----- SOURCE RECORDS
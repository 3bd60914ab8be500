//! `roster`: read player names, levels, and classes off roster screenshots.

mod commands;

use clap::{Parser, Subcommand};
use tracing_subscriber::{fmt, prelude::*, EnvFilter};

use commands::{batch, config, engines, process};

/// Extract player rosters from game screenshots
#[derive(Parser)]
#[command(name = "roster", author, version, about, long_about = None)]
struct Cli {
    /// Increase log detail (-v info, -vv debug, -vvv trace); RUST_LOG wins if set
    #[arg(short, long, action = clap::ArgAction::Count, global = true)]
    verbose: u8,

    /// Config file (default: <config dir>/roster/config.json)
    #[arg(short, long, global = true)]
    config: Option<String>,

    #[command(subcommand)]
    command: Commands,
}

impl Cli {
    fn default_directive(&self) -> &'static str {
        match self.verbose {
            0 => "warn",
            1 => "info",
            2 => "debug",
            _ => "trace",
        }
    }
}

#[derive(Subcommand)]
enum Commands {
    /// Extract players from one screenshot or a saved detections file
    Process(process::ProcessArgs),

    /// Extract players from every screenshot matching a glob
    Batch(batch::BatchArgs),

    /// Show which OCR engines can be loaded
    Engines(engines::EnginesArgs),

    /// Show or edit the configuration file
    Config(config::ConfigArgs),
}

impl Commands {
    async fn run(self, config_path: Option<&str>) -> anyhow::Result<()> {
        match self {
            Commands::Process(args) => process::run(args, config_path).await,
            Commands::Batch(args) => batch::run(args, config_path).await,
            Commands::Engines(args) => engines::run(args, config_path).await,
            Commands::Config(args) => config::run(args).await,
        }
    }
}

/// Logs go to stderr so stdout stays clean for extracted records.
fn init_tracing(default_directive: &str) -> anyhow::Result<()> {
    let filter = EnvFilter::try_from_default_env()
        .or_else(|_| EnvFilter::try_new(default_directive))?;

    tracing_subscriber::registry()
        .with(filter)
        .with(fmt::layer().with_target(false).with_writer(std::io::stderr))
        .try_init()?;

    Ok(())
}

#[tokio::main]
async fn main() -> anyhow::Result<()> {
    let cli = Cli::parse();
    init_tracing(cli.default_directive())?;

    let Cli {
        config, command, ..
    } = cli;
    command.run(config.as_deref()).await
}
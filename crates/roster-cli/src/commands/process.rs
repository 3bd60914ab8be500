//! Process command - extract players from a single screenshot.

use std::fs;
use std::path::{Path, PathBuf};
use std::time::{Duration, Instant};

use clap::Args;
use console::style;
use indicatif::{ProgressBar, ProgressStyle};
use tracing::{debug, info};

use roster_core::models::config::{RosterConfig, StrategyKind};
use roster_core::models::player::PlayerRecord;
use roster_core::ocr::Detection;
use roster_core::{ExtractionResult, RosterPipeline, StrategyComparison};

use super::{is_image_path, load_config, EngineArg, OutputFormat, StrategyArg};

/// Arguments for the process command.
#[derive(Args)]
pub struct ProcessArgs {
    /// Screenshot, or a JSON file of previously captured detections
    #[arg(required = true)]
    input: PathBuf,

    /// Output file (default: stdout)
    #[arg(short, long)]
    output: Option<PathBuf>,

    /// Output format
    #[arg(short, long, value_enum, default_value = "json")]
    format: OutputFormat,

    /// Extraction strategy (default: from config)
    #[arg(short, long, value_enum)]
    strategy: Option<StrategyArg>,

    /// Run both strategies and show where they differ
    #[arg(long)]
    compare: bool,

    /// OCR engine (default: from config)
    #[arg(short, long, value_enum)]
    engine: Option<EngineArg>,

    /// Model directory for the ONNX engine
    #[arg(short, long)]
    model_dir: Option<PathBuf>,

    /// Write the raw OCR detections to this JSON file
    #[arg(long)]
    dump_detections: Option<PathBuf>,
}

pub async fn run(args: ProcessArgs, config_path: Option<&str>) -> anyhow::Result<()> {
    let start = Instant::now();

    let mut config = load_config(config_path)?;
    if let Some(engine) = args.engine {
        config.ocr.engine = engine.into();
    }
    if let Some(ref model_dir) = args.model_dir {
        config.models.model_dir = model_dir.clone();
    }
    if !args.input.exists() {
        anyhow::bail!("Input file not found: {}", args.input.display());
    }

    info!("Processing file: {}", args.input.display());

    let pb = ProgressBar::new_spinner();
    pb.set_style(ProgressStyle::default_spinner().template("{spinner:.green} {msg}")?);
    pb.enable_steady_tick(Duration::from_millis(100));

    let (pipeline, detections) = load_detections(&args.input, &config, &pb)?;

    if let Some(ref dump_path) = args.dump_detections {
        fs::write(dump_path, serde_json::to_string_pretty(&detections)?)?;
        debug!("Wrote {} detections to {}", detections.len(), dump_path.display());
    }

    pb.set_message("Extracting players...");

    let strategy = args
        .strategy
        .map(StrategyKind::from)
        .unwrap_or_else(|| pipeline.default_strategy());

    let output = if args.compare {
        let comparison = pipeline.compare(&detections);
        pb.finish_and_clear();
        format_comparison(&comparison, args.format)?
    } else {
        let result = pipeline.extract_detections(&detections, strategy);
        pb.finish_and_clear();
        print_stats(&result);
        format_records(&result.records, args.format)?
    };

    if let Some(output_path) = &args.output {
        fs::write(output_path, &output)?;
        eprintln!(
            "{} Output written to {}",
            style("✓").green(),
            output_path.display()
        );
    } else {
        println!("{}", output);
    }

    debug!("Total processing time: {:?}", start.elapsed());

    Ok(())
}

/// Run OCR on a screenshot, or read detections captured by `--dump-detections`.
fn load_detections(
    input: &Path,
    config: &RosterConfig,
    pb: &ProgressBar,
) -> anyhow::Result<(RosterPipeline, Vec<Detection>)> {
    let extension = input
        .extension()
        .and_then(|e| e.to_str())
        .unwrap_or("")
        .to_lowercase();

    if extension == "json" {
        pb.set_message("Reading detections...");
        let content = fs::read_to_string(input)?;
        let detections: Vec<Detection> = serde_json::from_str(&content)
            .map_err(|e| anyhow::anyhow!("Invalid detections file {}: {}", input.display(), e))?;
        let pipeline = RosterPipeline::builder()
            .with_extraction(config.extraction.clone())
            .build();
        return Ok((pipeline, detections));
    }

    if !is_image_path(input) {
        anyhow::bail!("Unsupported file format: {}", extension);
    }

    pb.set_message("Loading OCR engine...");
    let pipeline = RosterPipeline::from_config(config)?;

    pb.set_message("Running OCR...");
    let output = pipeline.detect_path(input)?;
    debug!(
        "{} detected {} words in {}ms",
        output.engine,
        output.detections.len(),
        output.processing_time_ms
    );

    Ok((pipeline, output.detections))
}

fn print_stats(result: &ExtractionResult) {
    if result.stats.dropped() > 0 {
        eprintln!(
            "{} {} candidates dropped ({} malformed, {} ambiguous, {} duplicate, {} out of range)",
            style("ℹ").blue(),
            result.stats.dropped(),
            result.stats.malformed,
            result.stats.ambiguous,
            result.stats.duplicates,
            result.stats.out_of_range
        );
    }
    if result.records.is_empty() {
        eprintln!("{} No players found", style("⚠").yellow());
    }
}

pub(crate) fn format_records(records: &[PlayerRecord], format: OutputFormat) -> anyhow::Result<String> {
    match format {
        OutputFormat::Json => Ok(serde_json::to_string_pretty(records)?),
        OutputFormat::Csv => format_csv(records),
        OutputFormat::Text => Ok(format_text(records)),
    }
}

fn format_csv(records: &[PlayerRecord]) -> anyhow::Result<String> {
    let mut wtr = csv::Writer::from_writer(vec![]);

    wtr.write_record(["username", "level", "class"])?;
    for record in records {
        let level = record.level.to_string();
        wtr.write_record([
            record.username.as_str(),
            level.as_str(),
            record.class_name.as_str(),
        ])?;
    }

    let data = String::from_utf8(wtr.into_inner()?)?;
    Ok(data)
}

fn format_text(records: &[PlayerRecord]) -> String {
    let width = records
        .iter()
        .map(|r| r.username.chars().count())
        .max()
        .unwrap_or(0)
        .max("Username".len());

    let mut output = String::new();
    output.push_str(&format!("{:<width$}  {:>5}  {}\n", "Username", "Level", "Class"));
    for record in records {
        output.push_str(&format!(
            "{:<width$}  {:>5}  {}\n",
            record.username, record.level, record.class_name
        ));
    }
    output.push_str(&format!("\n{} players\n", records.len()));

    output
}

fn format_comparison(comparison: &StrategyComparison, format: OutputFormat) -> anyhow::Result<String> {
    let groups = [
        ("both", comparison.agreed()),
        ("sequential", comparison.sequential_only()),
        ("spatial", comparison.spatial_only()),
    ];

    match format {
        OutputFormat::Json => Ok(serde_json::to_string_pretty(comparison)?),
        OutputFormat::Csv => {
            let mut wtr = csv::Writer::from_writer(vec![]);
            wtr.write_record(["found_by", "username", "level", "class"])?;
            for (source, records) in &groups {
                for record in records {
                    let level = record.level.to_string();
                    wtr.write_record([
                        *source,
                        record.username.as_str(),
                        level.as_str(),
                        record.class_name.as_str(),
                    ])?;
                }
            }
            Ok(String::from_utf8(wtr.into_inner()?)?)
        }
        OutputFormat::Text => {
            let mut output = String::new();
            for (source, records) in &groups {
                output.push_str(&format!("Found by {} ({}):\n", source, records.len()));
                for record in records {
                    output.push_str(&format!("  {}\n", record));
                }
                output.push('\n');
            }
            Ok(output)
        }
    }
}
----------
TASK STATEMENT :: Pick out every line of the listing containing the word "anyhow", and show those lines.

TASK RESULT ::
    async fn run(self, config_path: Option<&str>) -> anyhow::Result<()> {
fn init_tracing(default_directive: &str) -> anyhow::Result<()> {
async fn main() -> anyhow::Result<()> {
pub async fn run(args: ProcessArgs, config_path: Option<&str>) -> anyhow::Result<()> {
        anyhow::bail!("Input file not found: {}", args.input.display());
) -> anyhow::Result<(RosterPipeline, Vec<Detection>)> {
            .map_err(|e| anyhow::anyhow!("Invalid detections file {}: {}", input.display(), e))?;
        anyhow::bail!("Unsupported file format: {}", extension);
pub(crate) fn format_records(records: &[PlayerRecord], format: OutputFormat) -> anyhow::Result<String> {
fn format_csv(records: &[PlayerRecord]) -> anyhow::Result<String> {
fn format_comparison(comparison: &StrategyComparison, format: OutputFormat) -> anyhow::Result<String> {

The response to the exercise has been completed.